The melanocortin system is involved in regulation of food intake and energy balance. Melanocyte-stimulating hormone (alpha-MSH) is an endogenous melanocortin receptor (MC-R) agonist. It acts on MC3/4 receptors to reduce appetite and to increase energy expenditure. The production of alpha-MSH is reduced during food deprivation, but MC4-R density is increased. The net effect of reduced alpha-MSH production and increased receptor level is not clear. To address this question, responses of ventromedial hypothalamic (VMH) neurons to melanotan II (MTII; a synthetic analogue of alpha-MSH) were recorded in brain slices from fed and food-deprived rats.
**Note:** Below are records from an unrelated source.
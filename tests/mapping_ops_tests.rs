//! Unit tests for `MappingOps` on `HashMap`, `BTreeMap` and `IndexMap`.

use fnops::prelude::*;
use rstest::rstest;
use std::collections::{BTreeMap, BTreeSet, HashMap};

fn inventory() -> BTreeMap<&'static str, i32> {
    BTreeMap::from([("bolts", 40), ("nails", 0), ("nuts", 12), ("screws", 0)])
}

// =============================================================================
// filter
// =============================================================================

#[rstest]
fn test_filter_keeps_shape_and_pairs() {
    let stocked = inventory().filter(|_, count| *count > 0);
    assert_eq!(stocked, BTreeMap::from([("bolts", 40), ("nuts", 12)]));
}

#[rstest]
fn test_filter_by_key() {
    let short_names = inventory().filter(|name, _| name.len() == 4);
    assert_eq!(short_names.keys().copied().collect::<Vec<_>>(), vec!["nuts"]);
}

#[rstest]
fn test_filter_none_match_is_empty() {
    assert!(inventory().filter(|_, count| *count < 0).is_empty());
}

#[rstest]
fn test_filter_receiver_untouched() {
    let mapping = inventory();
    let _ = mapping.filter(|_, _| false);
    assert_eq!(mapping, inventory());
}

#[rstest]
#[should_panic(expected = "no stock for nails")]
fn test_filter_predicate_panic_reaches_caller() {
    let _ = inventory().filter(|name, count| {
        assert!(*count > 0, "no stock for {name}");
        true
    });
}

// =============================================================================
// first
// =============================================================================

#[rstest]
fn test_first_reports_key_in_key_order() {
    assert_eq!(inventory().first(|_, count| *count == 0), Some(&"nails"));
}

#[rstest]
fn test_first_missing() {
    assert_eq!(inventory().first(|name, _| name.is_empty()), None);
}

#[rstest]
fn test_first_stops_after_match() {
    let mapping = inventory();
    let mut visited = Vec::new();
    let found = mapping.first(|name, _| {
        visited.push(*name);
        *name == "nails"
    });
    assert_eq!(found, Some(&"nails"));
    assert_eq!(visited, vec!["bolts", "nails"]);
}

// =============================================================================
// map / map_values
// =============================================================================

#[rstest]
fn test_map_produces_sequence_of_mapping_length() {
    let mapping = inventory();
    let labels = mapping.map(|name, count| (*count > 0).then(|| format!("{name}={count}")));
    assert_eq!(labels.len(), mapping.len());
    assert_eq!(
        labels,
        vec![
            Slot::Value(String::from("bolts=40")),
            Slot::Placeholder,
            Slot::Value(String::from("nuts=12")),
            Slot::Placeholder,
        ]
    );
}

#[rstest]
fn test_map_values_same_keys() {
    let mapping = inventory();
    let halves = mapping.map_values(|count| (*count > 0).then(|| count / 2));
    assert_eq!(
        halves.keys().collect::<BTreeSet<_>>(),
        mapping.keys().collect::<BTreeSet<_>>()
    );
    assert_eq!(halves["bolts"], Slot::Value(20));
    assert_eq!(halves["screws"], Slot::Placeholder);
}

#[rstest]
fn test_map_values_changes_value_type() {
    let mapping = HashMap::from([(1, "one"), (2, "three")]);
    let lengths = mapping.map_values(|text| Some(text.len()));
    assert_eq!(
        lengths,
        HashMap::from([(1, Slot::Value(3)), (2, Slot::Value(5))])
    );
}

// =============================================================================
// flat_map
// =============================================================================

#[rstest]
fn test_flat_map_mixed_contributions() {
    let mapping = inventory();
    let expanded = mapping.flat_map(|name, count| match *count {
        0 => Flatten::Nothing,
        1..=20 => Flatten::Single(name.to_string()),
        _ => Flatten::Splice(vec![name.to_string(), name.to_uppercase()]),
    });
    assert_eq!(expanded, vec!["bolts", "BOLTS", "nuts"]);
}

#[rstest]
fn test_flat_map_splicing_a_mapping_contributes_values() {
    let mapping = BTreeMap::from([("a", 1), ("b", 2)]);
    let spliced = mapping.flat_map(|key, value| {
        Flatten::Splice(BTreeMap::from([(format!("{key}-low"), *value), (format!("{key}-high"), value * 10)]))
    });
    // Each spliced BTreeMap yields its values in key order: "-high" < "-low".
    assert_eq!(spliced, vec![10, 1, 20, 2]);
}

// =============================================================================
// for_each / reduce
// =============================================================================

#[rstest]
fn test_for_each_sees_every_pair() {
    let mapping = inventory();
    let mut total = 0;
    let mut names = Vec::new();
    mapping.for_each(|name, count| {
        names.push(*name);
        total += count;
    });
    assert_eq!(total, 52);
    assert_eq!(names, vec!["bolts", "nails", "nuts", "screws"]);
}

#[rstest]
fn test_reduce_counts_empty_entries() {
    let empty_entries = inventory().reduce(0, |accumulator, _, count| {
        if *count == 0 { accumulator + 1 } else { accumulator }
    });
    assert_eq!(empty_entries, 2);
}

#[rstest]
fn test_reduce_on_empty_mapping_returns_initial() {
    let mapping: HashMap<String, i32> = HashMap::new();
    assert_eq!(mapping.reduce(-1, |accumulator, _, value| accumulator + value), -1);
}

// =============================================================================
// zip
// =============================================================================

#[rstest]
fn test_zip_pairs_entries_positionally() {
    let mapping = inventory();
    let zipped = mapping.zip(1..=2);
    assert_eq!(zipped, vec![((&"bolts", &40), 1), ((&"nails", &0), 2)]);
}

#[rstest]
fn test_zip_entries_with_longer_sequence() {
    let mapping = BTreeMap::from([('k', 'v')]);
    assert_eq!(mapping.zip("abc".chars()), vec![((&'k', &'v'), 'a')]);
}

// =============================================================================
// IndexMap
// =============================================================================

#[cfg(feature = "indexmap")]
mod index_map {
    use super::*;
    use indexmap::IndexMap;

    fn queue() -> IndexMap<&'static str, u32> {
        [("zeta", 3), ("alpha", 0), ("mu", 8)].into_iter().collect()
    }

    #[rstest]
    fn test_filter_keeps_insertion_order() {
        let busy = queue().filter(|_, depth| *depth > 0);
        assert_eq!(busy.keys().copied().collect::<Vec<_>>(), vec!["zeta", "mu"]);
    }

    #[rstest]
    fn test_first_in_insertion_order() {
        let mapping = queue();
        assert_eq!(MappingOps::first(&mapping, |_, _| true), Some(&"zeta"));
    }

    #[rstest]
    fn test_map_values_keeps_insertion_order() {
        let mapped = queue().map_values(|depth| depth.checked_sub(1));
        assert_eq!(
            mapped.into_iter().collect::<Vec<_>>(),
            vec![
                ("zeta", Slot::Value(2)),
                ("alpha", Slot::Placeholder),
                ("mu", Slot::Value(7)),
            ]
        );
    }

    #[rstest]
    fn test_reduce_in_insertion_order() {
        let order = queue().reduce(String::new(), |accumulator, name, _| accumulator + *name);
        assert_eq!(order, "zetaalphamu");
    }

    #[rstest]
    fn test_flat_map_splices_index_map_values() {
        let mapping = queue();
        let spliced: Vec<u32> = mapping.flat_map(|_, depth| {
            Flatten::Splice(IndexMap::from([("second", *depth + 1), ("first", *depth)]))
        });
        assert_eq!(spliced, vec![4, 3, 1, 0, 9, 8]);
    }
}
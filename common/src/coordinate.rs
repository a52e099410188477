//! Maven-style dependency coordinates.
//!
//! A [`Coordinate`] renders canonically as
//! `group:artifactId:version[:classifier][@extension]`. The canonical form is
//! what the manifest records and what the runtime loader resolves against its
//! repositories, so it must round-trip through [`Coordinate::parse`].

use super::error::{ModelError, Result};
use std::fmt;
use std::str::FromStr;

/// Packaging type assumed when a coordinate carries no extension.
pub const DEFAULT_EXTENSION: &str = "jar";

/// Characters that would make the canonical notation ambiguous.
const RESERVED: [char; 2] = [':', '@'];

/// Identifies a single artifact file of a dependency.
///
/// Blank classifiers and the default `jar` extension are normalized away on
/// construction, so two coordinates are equal exactly when their canonical
/// strings are equal.
///
/// # Examples
///
/// ```
/// use depset_common::coordinate::Coordinate;
///
/// let coordinate = Coordinate::new("com.example", "widget", "1.2.0")?
///     .with_classifier("linux")?
///     .with_extension("zip")?;
/// assert_eq!(coordinate.to_string(), "com.example:widget:1.2.0:linux@zip");
/// # Ok::<(), depset_common::error::ModelError>(())
/// ```
#[derive(Debug, Clone, PartialEq, Eq, Hash)]
pub struct Coordinate {
    group: String,
    artifact_id: String,
    version: String,
    classifier: Option<String>,
    extension: Option<String>,
}

impl Coordinate {
    /// Create a coordinate with no classifier and the default extension.
    ///
    /// # Errors
    ///
    /// Returns [`ModelError::InvalidCoordinatePart`] if any part is empty or
    /// contains whitespace, `:` or `@`.
    pub fn new(
        group: impl Into<String>,
        artifact_id: impl Into<String>,
        version: impl Into<String>,
    ) -> Result<Self> {
        let group = group.into();
        let artifact_id = artifact_id.into();
        let version = version.into();
        validate_part("group", &group)?;
        validate_part("artifactId", &artifact_id)?;
        validate_part("version", &version)?;
        Ok(Self {
            group,
            artifact_id,
            version,
            classifier: None,
            extension: None,
        })
    }

    /// Attach a classifier. A blank classifier clears it.
    ///
    /// # Errors
    ///
    /// Returns [`ModelError::InvalidCoordinatePart`] if the classifier
    /// contains whitespace, `:` or `@`.
    pub fn with_classifier(mut self, classifier: impl Into<String>) -> Result<Self> {
        let classifier = classifier.into();
        self.classifier = if classifier.trim().is_empty() {
            None
        } else {
            validate_part("classifier", &classifier)?;
            Some(classifier)
        };
        Ok(self)
    }

    /// Attach an extension. A blank value or `jar` clears it.
    ///
    /// # Errors
    ///
    /// Returns [`ModelError::InvalidCoordinatePart`] if the extension
    /// contains whitespace, `:` or `@`.
    pub fn with_extension(mut self, extension: impl Into<String>) -> Result<Self> {
        let extension = extension.into();
        self.extension = if extension.trim().is_empty() || extension == DEFAULT_EXTENSION {
            None
        } else {
            validate_part("extension", &extension)?;
            Some(extension)
        };
        Ok(self)
    }

    /// Parse a canonical notation back into a coordinate.
    ///
    /// # Errors
    ///
    /// Returns [`ModelError::MalformedCoordinate`] when the notation does not
    /// have three or four `:`-separated parts or carries a blank classifier
    /// or `@` extension, and [`ModelError::InvalidCoordinatePart`] when a part is
    /// invalid.
    ///
    /// # Examples
    ///
    /// ```
    /// use depset_common::coordinate::Coordinate;
    ///
    /// let coordinate = Coordinate::parse("g:a:1.0@pom")?;
    /// assert_eq!(coordinate.extension(), Some("pom"));
    /// assert_eq!(coordinate.classifier(), None);
    /// # Ok::<(), depset_common::error::ModelError>(())
    /// ```
    pub fn parse(notation: &str) -> Result<Self> {
        let malformed = |reason: &str| ModelError::MalformedCoordinate {
            value: notation.to_owned(),
            reason: reason.to_owned(),
        };

        let (body, extension) = match notation.split_once('@') {
            Some((_, extension)) if extension.trim().is_empty() => {
                return Err(malformed("blank extension after '@'"));
            }
            Some((body, extension)) => (body, Some(extension)),
            None => (notation, None),
        };

        let parts: Vec<&str> = body.split(':').collect();
        let coordinate = match parts.as_slice() {
            [group, artifact_id, version] => Self::new(*group, *artifact_id, *version)?,
            [group, artifact_id, version, classifier] => {
                if classifier.trim().is_empty() {
                    return Err(malformed("blank classifier"));
                }
                Self::new(*group, *artifact_id, *version)?.with_classifier(*classifier)?
            }
            _ => {
                return Err(malformed(&format!(
                    "expected 3 or 4 ':'-separated parts, found {}",
                    parts.len()
                )));
            }
        };

        match extension {
            Some(extension) => coordinate.with_extension(extension),
            None => Ok(coordinate),
        }
    }

    /// Return the group identifier.
    #[must_use]
    pub fn group(&self) -> &str {
        &self.group
    }

    /// Return the artifact identifier.
    #[must_use]
    pub fn artifact_id(&self) -> &str {
        &self.artifact_id
    }

    /// Return the version as recorded in the manifest.
    #[must_use]
    pub fn version(&self) -> &str {
        &self.version
    }

    /// Return the classifier, if any.
    #[must_use]
    pub fn classifier(&self) -> Option<&str> {
        self.classifier.as_deref()
    }

    /// Return the non-default extension, if any.
    #[must_use]
    pub fn extension(&self) -> Option<&str> {
        self.extension.as_deref()
    }

    /// Return the extension, falling back to [`DEFAULT_EXTENSION`].
    #[must_use]
    pub fn extension_or_default(&self) -> &str {
        self.extension.as_deref().unwrap_or(DEFAULT_EXTENSION)
    }
}

impl fmt::Display for Coordinate {
    fn fmt(&self, f: &mut fmt::Formatter<'_>) -> fmt::Result {
        write!(f, "{}:{}:{}", self.group, self.artifact_id, self.version)?;
        if let Some(classifier) = &self.classifier {
            write!(f, ":{classifier}")?;
        }
        if let Some(extension) = &self.extension {
            write!(f, "@{extension}")?;
        }
        Ok(())
    }
}

impl FromStr for Coordinate {
    type Err = ModelError;

    fn from_str(s: &str) -> Result<Self> {
        Self::parse(s)
    }
}

/// Validate one coordinate part.
fn validate_part(field: &'static str, value: &str) -> Result<()> {
    let invalid = |reason: String| ModelError::InvalidCoordinatePart {
        field,
        value: value.to_owned(),
        reason,
    };
    if value.is_empty() {
        return Err(invalid("must not be empty".to_owned()));
    }
    if let Some(bad) = value
        .chars()
        .find(|c| c.is_whitespace() || RESERVED.contains(c))
    {
        return Err(invalid(format!("contains reserved character {bad:?}")));
    }
    Ok(())
}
Responses to the highest dose MTII were observed in 61% of VMH neurons from fed rats but only 33% of VMH neurons from food-deprived rats. To assess a possible mechanism by which responsiveness to melanocortins is diminished even though receptor number is augmented during fasting, we examined the effect of agouti gene-related peptide (AGRP), an endogenous MC-R antagonist that stimulates food intake. The synthesis of AGRP increases during fasting. AGRP significantly reduced VMH responsiveness to MTII. Additionally, AGRP by itself evoked neuronal responses, in contrast to synthetic MC-R antagonists. AGRP (1 nM) induced a predominant inhibitory effect on VMH neurons in food-deprived rats but not in fed rats. In the presence of AGRP, MTII induced a significant inhibition of neuronal activity in deprived rats, but not in fed rats. Inhibition of VMH neurons reduces energy expenditure and the satiety signal. These findings suggest that although food deprivation increases MC4-R density, it nevertheless reduces the effectiveness of melanocortins on VMH neurons, possibly by the involvement of AGRP.